Mayor Zohran Mamdani’s plan for a city-owned grocery market in East Harlem’s La Marqueta has a deeper problem than the absurdity of spending $30 million to launch a mere 9,000-square-foot store that won’t open until 2029.
His claim that the neighborhood lacks cheaper food than the citywide average — the whole basis for dipping into tax revenue at everyone else’s expense — is 100% baloney.
If he took time off from grinning at gullible journalists, he’d find the blocks around the planned grocery site under the MetroNorth Park Avenue trestle at East 116th Street are already chock-full of bodegas and larger stores where prices for basics such as eggs, milk and soda are not only lower than at Gristedes, Morton Williams and Trader Joe’s – they’re far below.
Mamdani, who declined to say how much a cucumber at his brainstorm might cost, claimed at a press conference, “When New Yorkers come to city-run grocery stores, they will see a clear price differential” for staples such as bread and eggs.
But the “clear price differential” already exists in the proposed market’s front- and backyards.
Despite woke claims that merchants gouge lower-income residents, prices at the spacious, 24-hour, well-stocked City Fresh Market at 125 E. 116th St. — a half-block from Mamdani’s site, one of 15 in the chain in the city and New Jersey — were comfortably below what we found in more prosperous neighborhoods.
Milk cost $1.99 a quart, compared with $2.29 at Gristedes. A 48-oz. jug of Trop Lite orange beverage was $5.29, compared with $5.49 at Morton Williams and $7.99 at Gristedes.
City Fresh Market sells 2-liter bottles of Coca-Cola, Sprite and other popular brands at two bottles for $6; they were more than $4 each at just about every other supermarket we checked.
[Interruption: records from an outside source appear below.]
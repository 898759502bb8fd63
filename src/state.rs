use std::{env, path::PathBuf};

use sea_orm::{ConnectOptions, DbErr};

use crate::{entity::Role, fixtures, prelude::*, sv};

/// Keeps the single in-memory connection from being recycled, which would
/// drop the seeded fixture database.
const MEMORY_CONN_LIFETIME: Duration = Duration::from_secs(365 * 24 * 3600);
const DEFAULT_SECRET: &str = "development-secret-key-change-in-production";

#[derive(Debug, Clone)]
pub struct Session {
  pub token: String,
  pub user_id: String,
  pub role: Role,
  pub expires_at: DateTime,
  pub last_seen: DateTime,
}

pub type Sessions = DashMap<String, Session>;

#[derive(Debug, Clone)]
pub struct Config {
  pub port: u16,
  pub database_url: Option<String>,
  pub use_mock_data: bool,
  /// Raw `USE_MOCK_DATA` value, reported by the diagnostics endpoints.
  pub mock_data_flag: Option<String>,
  pub secret: String,
  pub files_directory: PathBuf,
  pub public_url: String,
  pub session_lifetime: Duration,
  pub download_ttl: Duration,
  pub environment: String,
}

impl Default for Config {
  fn default() -> Self {
    Self {
      port: 3000,
      database_url: None,
      use_mock_data: false,
      mock_data_flag: None,
      secret: String::from(DEFAULT_SECRET),
      files_directory: PathBuf::from("./files"),
      public_url: String::from("http://localhost:3000"),
      session_lifetime: Duration::from_secs(30 * 24 * 3600),
      download_ttl: Duration::from_secs(3600),
      environment: String::from("development"),
    }
  }
}

impl Config {
  pub fn from_env() -> anyhow::Result<Self> {
    let defaults = Self::default();

    let port = match env::var("PORT") {
      Ok(port) => port.parse().context("Invalid PORT")?,
      Err(_) => defaults.port,
    };

    let mock_data_flag = env::var("USE_MOCK_DATA").ok();
    let use_mock_data = mock_data_flag.as_deref() == Some("true");

    let secret = env::var("SERVER_SECRET").unwrap_or_else(|_| {
      warn!("SERVER_SECRET not set, using the development secret");
      defaults.secret.clone()
    });

    let public_url = env::var("PUBLIC_URL")
      .unwrap_or_else(|_| format!("http://localhost:{port}"))
      .trim_end_matches('/')
      .to_string();

    Ok(Self {
      port,
      database_url: env::var("DATABASE_URL")
        .ok()
        .filter(|url| !url.trim().is_empty()),
      use_mock_data,
      mock_data_flag,
      secret,
      files_directory: env::var("FILES_DIRECTORY")
        .map(PathBuf::from)
        .unwrap_or(defaults.files_directory),
      public_url,
      session_lifetime: duration_var(
        "SESSION_LIFETIME",
        defaults.session_lifetime,
      )?,
      download_ttl: duration_var("DOWNLOAD_URL_TTL", defaults.download_ttl)?,
      environment: env::var("APP_ENV").unwrap_or(defaults.environment),
    })
  }
}

fn duration_var(key: &str, default: Duration) -> anyhow::Result<Duration> {
  match env::var(key) {
    Ok(value) => humantime::parse_duration(&value)
      .with_context(|| format!("Invalid {key} value `{value}`")),
    Err(_) => Ok(default),
  }
}

/// Where the data served by the handlers comes from.
#[derive(Debug, Clone, PartialEq, Eq)]
pub enum DataMode {
  /// Mock data was requested explicitly.
  Mock,
  Database,
  /// The database was unavailable, fixtures are served instead.
  Fallback { reason: String },
}

impl DataMode {
  pub fn uses_mock_data(&self) -> bool {
    !matches!(self, DataMode::Database)
  }
}

pub struct Services<'a> {
  pub user: sv::User<'a>,
  pub product: sv::Product<'a>,
  pub course: sv::Course<'a>,
  pub project: sv::Project<'a>,
  pub license: sv::License<'a>,
  pub access_pass: sv::AccessPass<'a>,
  pub delivery: sv::Delivery<'a>,
}

pub struct AppState {
  pub db: DatabaseConnection,
  pub mode: DataMode,
  pub config: Config,
  pub sessions: Sessions,
}

impl AppState {
  pub async fn new(config: Config) -> anyhow::Result<Self> {
    if config.use_mock_data {
      info!("USE_MOCK_DATA=true, serving fixture data");
      return Self::mock(config).await;
    }

    let Some(url) = config.database_url.clone() else {
      warn!("DATABASE_URL not set, falling back to fixture data");
      return Self::fallback(config, "DATABASE_URL not configured".into())
        .await;
    };

    match connect(&url).await {
      Ok(db) => Ok(Self::with_db(db, DataMode::Database, config)),
      Err(err) => {
        warn!("Cannot connect to database: {err}, falling back to fixture data");
        Self::fallback(config, format!("Cannot connect to database: {err}"))
          .await
      }
    }
  }

  pub async fn mock(config: Config) -> anyhow::Result<Self> {
    let db = connect_fixtures().await?;
    Ok(Self::with_db(db, DataMode::Mock, config))
  }

  async fn fallback(config: Config, reason: String) -> anyhow::Result<Self> {
    let db = connect_fixtures().await?;
    Ok(Self::with_db(db, DataMode::Fallback { reason }, config))
  }

  pub fn with_db(db: DatabaseConnection, mode: DataMode, config: Config) -> Self {
    Self { db, mode, config, sessions: DashMap::new() }
  }

  pub fn sv(&self) -> Services<'_> {
    Services {
      user: sv::User::new(&self.db),
      product: sv::Product::new(&self.db),
      course: sv::Course::new(&self.db),
      project: sv::Project::new(&self.db),
      license: sv::License::new(&self.db),
      access_pass: sv::AccessPass::new(&self.db),
      delivery: sv::Delivery::new(&self.config),
    }
  }

  pub fn create_session(&self, user: &crate::entity::user::Model) -> Session {
    let now = Utc::now().naive_utc();
    let lifetime = TimeDelta::from_std(self.config.session_lifetime)
      .unwrap_or(TimeDelta::days(30));

    let session = Session {
      token: utils::new_id(),
      user_id: user.id.clone(),
      role: user.role,
      expires_at: now + lifetime,
      last_seen: now,
    };

    self.sessions.insert(session.token.clone(), session.clone());
    session
  }

  /// Returns the live session for `token`, touching `last_seen`.
  pub fn session(&self, token: &str) -> Option<Session> {
    let now = Utc::now().naive_utc();
    let mut session = self.sessions.get_mut(token)?;

    if session.expires_at <= now {
      drop(session);
      self.sessions.remove(token);
      return None;
    }

    session.last_seen = now;
    Some(session.clone())
  }

  pub fn drop_session(&self, token: &str) -> bool {
    self.sessions.remove(token).is_some()
  }

  pub fn gc_sessions(&self) -> usize {
    let now = Utc::now().naive_utc();
    let before = self.sessions.len();
    self.sessions.retain(|_token, session| session.expires_at > now);
    before - self.sessions.len()
  }
}

pub async fn connect(url: &str) -> Result<DatabaseConnection, DbErr> {
  info!("Connecting to database...");
  let db = Database::connect(url).await?;

  info!("Running migrations...");
  migration::Migrator::up(&db, None).await?;
  Ok(db)
}

/// In-memory SQLite database, migrated and seeded with the fixtures.
pub async fn connect_fixtures() -> Result<DatabaseConnection> {
  let mut opts = ConnectOptions::new("sqlite::memory:");
  opts
    .max_connections(1)
    .min_connections(1)
    .idle_timeout(MEMORY_CONN_LIFETIME)
    .max_lifetime(MEMORY_CONN_LIFETIME)
    .sqlx_logging(false);

  let db = Database::connect(opts).await?;
  migration::Migrator::up(&db, None).await?;
  fixtures::seed(&db).await?;
  Ok(db)
}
And those eggs Mamdani mentioned? Grade-A Sunshine Farms medium eggs were available for just $5 for two dozen at City Fresh Market, versus nearly as much for a single dozen elsewhere.
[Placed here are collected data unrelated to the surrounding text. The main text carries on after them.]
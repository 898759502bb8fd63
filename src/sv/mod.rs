pub mod access_pass;
pub mod catalog;
pub mod delivery;
pub mod license;
pub mod user;

pub use access_pass::AccessPass;
pub use catalog::{Course, Product, Project};
pub use delivery::Delivery;
pub use license::License;
pub use user::User;
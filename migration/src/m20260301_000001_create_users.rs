use sea_orm_migration::prelude::*;

#[derive(DeriveMigrationName)]
pub struct Migration;

#[async_trait::async_trait]
impl MigrationTrait for Migration {
  async fn up(&self, manager: &SchemaManager) -> Result<(), DbErr> {
    manager
      .create_table(
        Table::create()
          .table(Users::Table)
          .if_not_exists()
          .col(ColumnDef::new(Users::Id).string().not_null().primary_key())
          .col(ColumnDef::new(Users::Name).string().not_null())
          .col(ColumnDef::new(Users::Email).string().not_null().unique_key())
          .col(ColumnDef::new(Users::PasswordHash).string().null())
          .col(ColumnDef::new(Users::Image).string().null())
          .col(ColumnDef::new(Users::Role).string().not_null().default("user"))
          .col(
            ColumnDef::new(Users::Verified).boolean().not_null().default(false),
          )
          .col(
            ColumnDef::new(Users::Provider)
              .string()
              .not_null()
              .default("credentials"),
          )
          .col(ColumnDef::new(Users::CreatedAt).date_time().not_null())
          .to_owned(),
      )
      .await
  }

  async fn down(&self, manager: &SchemaManager) -> Result<(), DbErr> {
    manager.drop_table(Table::drop().table(Users::Table).to_owned()).await
  }
}

#[derive(DeriveIden)]
pub enum Users {
  Table,
  Id,
  Name,
  Email,
  PasswordHash,
  Image,
  Role,
  Verified,
  Provider,
  CreatedAt,
}
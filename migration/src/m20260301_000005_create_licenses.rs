use sea_orm_migration::prelude::*;

use super::{
  m20260301_000001_create_users::Users,
  m20260301_000002_create_products::Products,
};

#[derive(DeriveMigrationName)]
pub struct Migration;

#[async_trait::async_trait]
impl MigrationTrait for Migration {
  async fn up(&self, manager: &SchemaManager) -> Result<(), DbErr> {
    manager
      .create_table(
        Table::create()
          .table(Licenses::Table)
          .if_not_exists()
          .col(ColumnDef::new(Licenses::Id).string().not_null().primary_key())
          .col(ColumnDef::new(Licenses::UserId).string().not_null())
          .col(ColumnDef::new(Licenses::ProductId).string().not_null())
          .col(ColumnDef::new(Licenses::OrderId).string().not_null())
          .col(
            ColumnDef::new(Licenses::LicenseType)
              .string()
              .not_null()
              .default("standard"),
          )
          .col(
            ColumnDef::new(Licenses::Status)
              .string()
              .not_null()
              .default("active"),
          )
          .col(ColumnDef::new(Licenses::Metadata).json().null())
          .col(
            ColumnDef::new(Licenses::DownloadCount)
              .integer()
              .not_null()
              .default(0),
          )
          .col(ColumnDef::new(Licenses::CreatedAt).date_time().not_null())
          .col(ColumnDef::new(Licenses::UpdatedAt).date_time().not_null())
          .foreign_key(
            ForeignKey::create()
              .name("fk_licenses_user")
              .from(Licenses::Table, Licenses::UserId)
              .to(Users::Table, Users::Id)
              .on_delete(ForeignKeyAction::Cascade),
          )
          .foreign_key(
            ForeignKey::create()
              .name("fk_licenses_product")
              .from(Licenses::Table, Licenses::ProductId)
              .to(Products::Table, Products::Id)
              .on_delete(ForeignKeyAction::Cascade),
          )
          .to_owned(),
      )
      .await?;

    manager
      .create_index(
        Index::create()
          .name("idx_licenses_user_product")
          .table(Licenses::Table)
          .col(Licenses::UserId)
          .col(Licenses::ProductId)
          .unique()
          .to_owned(),
      )
      .await
  }

  async fn down(&self, manager: &SchemaManager) -> Result<(), DbErr> {
    manager.drop_table(Table::drop().table(Licenses::Table).to_owned()).await
  }
}

#[derive(DeriveIden)]
pub enum Licenses {
  Table,
  Id,
  UserId,
  ProductId,
  OrderId,
  LicenseType,
  Status,
  Metadata,
  DownloadCount,
  CreatedAt,
  UpdatedAt,
}
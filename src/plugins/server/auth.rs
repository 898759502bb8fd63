use std::sync::Arc;

use axum::{
  Json,
  extract::{FromRequestParts, State},
  http::{
    HeaderMap, StatusCode,
    header::{AUTHORIZATION, COOKIE, SET_COOKIE},
    request::Parts,
  },
  response::IntoResponse,
};
use serde::{Deserialize, Serialize};

use super::Payload;
use crate::{
  entity::{Role, user},
  prelude::*,
  state::{AppState, Session},
  sv::user::NewUser,
};

pub const SESSION_COOKIE: &str = "session_token";

/// Session of the caller, taken from `Authorization: Bearer` or the
/// session cookie. Rejects with 401.
#[derive(Debug, Clone)]
pub struct CurrentUser(pub Session);

impl CurrentUser {
  pub fn require_admin(&self) -> Result<()> {
    match self.0.role {
      Role::Admin => Ok(()),
      Role::User => Err(Error::Forbidden),
    }
  }
}

impl FromRequestParts<Arc<AppState>> for CurrentUser {
  type Rejection = Error;

  async fn from_request_parts(
    parts: &mut Parts,
    app: &Arc<AppState>,
  ) -> Result<Self, Self::Rejection> {
    let token = session_token(&parts.headers).ok_or(Error::Unauthorized)?;
    app.session(&token).map(CurrentUser).ok_or(Error::Unauthorized)
  }
}

fn session_token(headers: &HeaderMap) -> Option<String> {
  if let Some(value) = headers.get(AUTHORIZATION).and_then(|v| v.to_str().ok())
    && let Some(token) = value.strip_prefix("Bearer ")
  {
    return Some(token.trim().to_string());
  }

  headers
    .get_all(COOKIE)
    .iter()
    .filter_map(|value| value.to_str().ok())
    .flat_map(|value| value.split(';'))
    .find_map(|pair| {
      let (name, value) = pair.trim().split_once('=')?;
      (name == SESSION_COOKIE).then(|| value.to_string())
    })
}

#[derive(Debug, Serialize)]
#[serde(rename_all = "camelCase")]
pub struct SessionUser {
  pub id: String,
  pub email: String,
  pub name: String,
  pub image: Option<String>,
  pub role: Role,
  pub verified: bool,
}

impl From<user::Model> for SessionUser {
  fn from(user: user::Model) -> Self {
    Self {
      id: user.id,
      email: user.email,
      name: user.name,
      image: user.image,
      role: user.role,
      verified: user.verified,
    }
  }
}

#[derive(Debug, Serialize)]
#[serde(rename_all = "camelCase")]
pub struct SessionRes {
  pub token: String,
  pub expires_at: DateTime,
  pub user: SessionUser,
}

#[derive(Debug, Deserialize)]
pub struct SignInReq {
  #[serde(default)]
  pub email: String,
  #[serde(default)]
  pub password: String,
}

pub async fn sign_in(
  State(app): State<Arc<AppState>>,
  Payload(req): Payload<SignInReq>,
) -> Result<impl IntoResponse> {
  if req.email.trim().is_empty() || req.password.is_empty() {
    return Err(Error::InvalidCredentials);
  }

  let user = app.sv().user.authenticate(&req.email, &req.password).await?;
  let session = app.create_session(&user);
  info!("User {} signed in", user.id);

  let cookie = format!(
    "{SESSION_COOKIE}={}; Path=/; HttpOnly; SameSite=Lax; Max-Age={}",
    session.token,
    app.config.session_lifetime.as_secs()
  );

  Ok((
    [(SET_COOKIE, cookie)],
    Json(SessionRes {
      token: session.token,
      expires_at: session.expires_at,
      user: user.into(),
    }),
  ))
}

#[derive(Debug, Deserialize)]
pub struct RegisterReq {
  #[serde(default)]
  pub name: String,
  #[serde(default)]
  pub email: String,
  #[serde(default)]
  pub password: String,
}

pub async fn register(
  State(app): State<Arc<AppState>>,
  Payload(req): Payload<RegisterReq>,
) -> Result<impl IntoResponse> {
  let user = app
    .sv()
    .user
    .register(NewUser {
      name: &req.name,
      email: &req.email,
      password: &req.password,
      role: Role::User,
    })
    .await?;

  info!("Registered user {}", user.id);
  Ok((StatusCode::CREATED, Json(SessionUser::from(user))))
}

pub async fn sign_out(
  CurrentUser(session): CurrentUser,
  State(app): State<Arc<AppState>>,
) -> impl IntoResponse {
  app.drop_session(&session.token);

  let cookie = format!("{SESSION_COOKIE}=; Path=/; HttpOnly; Max-Age=0");
  ([(SET_COOKIE, cookie)], Json(json::json!({ "success": true })))
}

pub async fn session(
  CurrentUser(session): CurrentUser,
  State(app): State<Arc<AppState>>,
) -> Result<Json<SessionRes>> {
  let user = app
    .sv()
    .user
    .by_id(&session.user_id)
    .await?
    .ok_or(Error::Unauthorized)?;

  Ok(Json(SessionRes {
    token: session.token,
    expires_at: session.expires_at,
    user: user.into(),
  }))
}

#[cfg(test)]
mod tests {
  use axum::http::{HeaderValue, Method, StatusCode};

  use super::*;
  use crate::plugins::server::testing::TestApp;

  #[test]
  fn reads_bearer_then_cookie() {
    let mut headers = HeaderMap::new();
    headers.insert(COOKIE, HeaderValue::from_static("theme=dark; session_token=abc"));
    assert_eq!(session_token(&headers).as_deref(), Some("abc"));

    headers.insert(AUTHORIZATION, HeaderValue::from_static("Bearer xyz"));
    assert_eq!(session_token(&headers).as_deref(), Some("xyz"));

    assert!(session_token(&HeaderMap::new()).is_none());
  }

  #[tokio::test]
  async fn sign_in_session_sign_out() {
    let app = TestApp::new().await;
    let token = app.sign_in("demo@example.com").await;

    let (status, body) = app.get("/api/auth/session", Some(&token)).await;
    assert_eq!(status, StatusCode::OK);
    assert_eq!(body["user"]["email"], "demo@example.com");
    assert_eq!(body["user"]["role"], "user");

    let (status, _) =
      app.send(Method::POST, "/api/auth/signout", Some(&token), None).await;
    assert_eq!(status, StatusCode::OK);

    let (status, body) = app.get("/api/auth/session", Some(&token)).await;
    assert_eq!(status, StatusCode::UNAUTHORIZED);
    assert_eq!(body["error"], "Unauthorized");
  }

  #[tokio::test]
  async fn wrong_password_is_401() {
    let app = TestApp::new().await;
    let (status, body) = app
      .send(
        Method::POST,
        "/api/auth/signin",
        None,
        Some(json::json!({ "email": "demo@example.com", "password": "nope" })),
      )
      .await;

    assert_eq!(status, StatusCode::UNAUTHORIZED);
    assert_eq!(body["error"], "Invalid email or password");

    let (status, _) = app
      .send(Method::POST, "/api/auth/signin", None, Some(json::json!({})))
      .await;
    assert_eq!(status, StatusCode::UNAUTHORIZED);
  }

  #[tokio::test]
  async fn malformed_bodies_are_json_errors() {
    let app = TestApp::new().await;

    let response =
      app.raw(Method::POST, "/api/auth/signin", None, None).await;
    assert_eq!(response.status(), StatusCode::BAD_REQUEST);
    assert_eq!(
      response.headers()[axum::http::header::CONTENT_TYPE],
      "application/json"
    );

    let (status, body) =
      app.send(Method::POST, "/api/auth/signin", None, None).await;
    assert_eq!(status, StatusCode::BAD_REQUEST);
    assert!(body["error"].is_string());

    let (status, body) = app
      .send(
        Method::POST,
        "/api/auth/register",
        None,
        Some(json::json!({ "name": 5, "email": [] })),
      )
      .await;
    assert_eq!(status, StatusCode::BAD_REQUEST);
    assert!(body["error"].is_string());
  }

  #[tokio::test]
  async fn register_then_sign_in() {
    let app = TestApp::new().await;
    let (status, body) = app
      .send(
        Method::POST,
        "/api/auth/register",
        None,
        Some(json::json!({
          "name": "New Buyer",
          "email": "buyer@example.com",
          "password": "demo123",
        })),
      )
      .await;
    assert_eq!(status, StatusCode::CREATED, "{body}");
    assert_eq!(body["verified"], false);
    assert!(body.get("passwordHash").is_none());

    app.sign_in("buyer@example.com").await;

    let (status, _) = app
      .send(
        Method::POST,
        "/api/auth/register",
        None,
        Some(json::json!({
          "name": "Dup",
          "email": "buyer@example.com",
          "password": "demo123",
        })),
      )
      .await;
    assert_eq!(status, StatusCode::CONFLICT);
  }
}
Like other nearby merchants, City Fresh Market manager Manuel Betamcef feared the impact of the city grocery store on his establishment’s profitability. He said the plan was “very very, bad, not fair. It’s definitely going to affect us. We can’t go lower [to compete with it] because we have to pay rent and taxes.”
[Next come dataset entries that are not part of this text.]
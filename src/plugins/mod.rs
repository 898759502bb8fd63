pub mod cron;
pub mod server;

use std::{sync::Arc, time::Duration};

use tokio::{
  task::{JoinHandle, JoinSet},
  time::Instant,
};
use tracing::{error, info, warn};

use crate::state::AppState;

const MIN_BACKOFF: Duration = Duration::from_secs(5);
const MAX_BACKOFF: Duration = Duration::from_secs(60);
/// A run at least this long resets the backoff.
const HEALTHY_RUN: Duration = Duration::from_secs(60);

/// Long-running part of the storefront, supervised by [`App`].
#[async_trait::async_trait]
pub trait Plugin: Send + Sync {
  fn name(&self) -> &'static str;

  async fn start(&self, app: Arc<AppState>) -> anyhow::Result<()>;
}

/// Runs every registered plugin on its own task and restarts it when it
/// stops or crashes, until Ctrl-C.
pub struct App {
  plugins: Vec<Arc<dyn Plugin>>,
}

impl App {
  pub fn new() -> Self {
    Self { plugins: Vec::new() }
  }

  pub fn register<P: Plugin + 'static>(mut self, plugin: P) -> Self {
    self.plugins.push(Arc::new(plugin));
    self
  }

  pub async fn run(self, app: Arc<AppState>) {
    let mut set = JoinSet::new();
    for plugin in self.plugins {
      set.spawn(supervise(plugin, app.clone()));
    }

    tokio::select! {
      _ = tokio::signal::ctrl_c() => info!("Shutdown requested"),
      _ = async { while set.join_next().await.is_some() {} } => {}
    }

    set.shutdown().await;
    info!("All services stopped");
  }
}

/// Aborts the plugin run when the supervisor itself is dropped.
struct Run(JoinHandle<anyhow::Result<()>>);

impl Drop for Run {
  fn drop(&mut self) {
    self.0.abort();
  }
}

async fn supervise(plugin: Arc<dyn Plugin>, app: Arc<AppState>) {
  let name = plugin.name();
  let mut backoff = MIN_BACKOFF;
  info!("Service `{name}` started");

  loop {
    let started = Instant::now();
    let mut run = Run(tokio::spawn({
      let plugin = plugin.clone();
      let app = app.clone();
      async move { plugin.start(app).await }
    }));

    match (&mut run.0).await {
      Ok(Ok(())) => warn!("Service `{name}` stopped unexpectedly"),
      Ok(Err(err)) => error!("Service `{name}` crashed: {err:#}"),
      Err(err) => error!("Service `{name}` panicked: {err}"),
    }

    if started.elapsed() >= HEALTHY_RUN {
      backoff = MIN_BACKOFF;
    }
    info!("Restarting service `{name}` in {}", humantime::format_duration(backoff));
    tokio::time::sleep(backoff).await;
    backoff = (backoff * 2).min(MAX_BACKOFF);
  }
}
The question, though, might not be whether established stores can compete with Mamdani’s folly — but whether the city can compete with them.
For example, prices at Meat Market at 87 E. 116th St. between Park and Madison avenues were remarkably reasonable, even for East Harlem. The neighborhood’s median household income of $46,950 in 2023 was around 41% less than the citywide median, according to the NYU Furman Center for Real Estate and Urban Policy.
Meat Market offers 17 variety “plans” starting at a mere $41.99 for 10 pounds of meat — two pounds each of chicken cutlets, chicken legs, beef ribs, chuck steak and ground beef. Like all of the butcher shop’s meat plans, it came with a bonus — in this case, a bottle of soda.
Plan No. 6 includes 20 pounds of beef, chicken and pork for all of $73 — and comes with a bonus of a dozen eggs.
Yet, the “democratic socialist” mayor’s echo chamber includes Manhattan Borough President Brad Hoylman-Sigal, who harrumphed, “In East Harlem, we see the health consequences of limited access every day — from higher rates of diabetes to heart disease — and the selection of La Marqueta builds on its historic role as a vital neighborhood food hub.”
He didn’t mention that the once-thriving La Marqueta turned into a flop over the past few decades when better food products became more widely available.
Local resident Destiny Louissant told Gothamist she didn’t see the point of a city-run food market when “there’s literally one up the block, there’s a lot in the area.”
And food economist Stephen Zagor, an adjunct associate professor at Columbia Business School, told The Post that while Mamdani’s plan was “a noble idea to help solve food insecurity, it seems to have more holes than a slice of subsidized Swiss cheese.”
He added, “The fact that Mandani’s team chose a first location within an apple throw of numerous existing neighborly-priced supermarkets makes me even more concerned that we may be seeing the birth of a food Titanic — costly to open and operationally unsound.”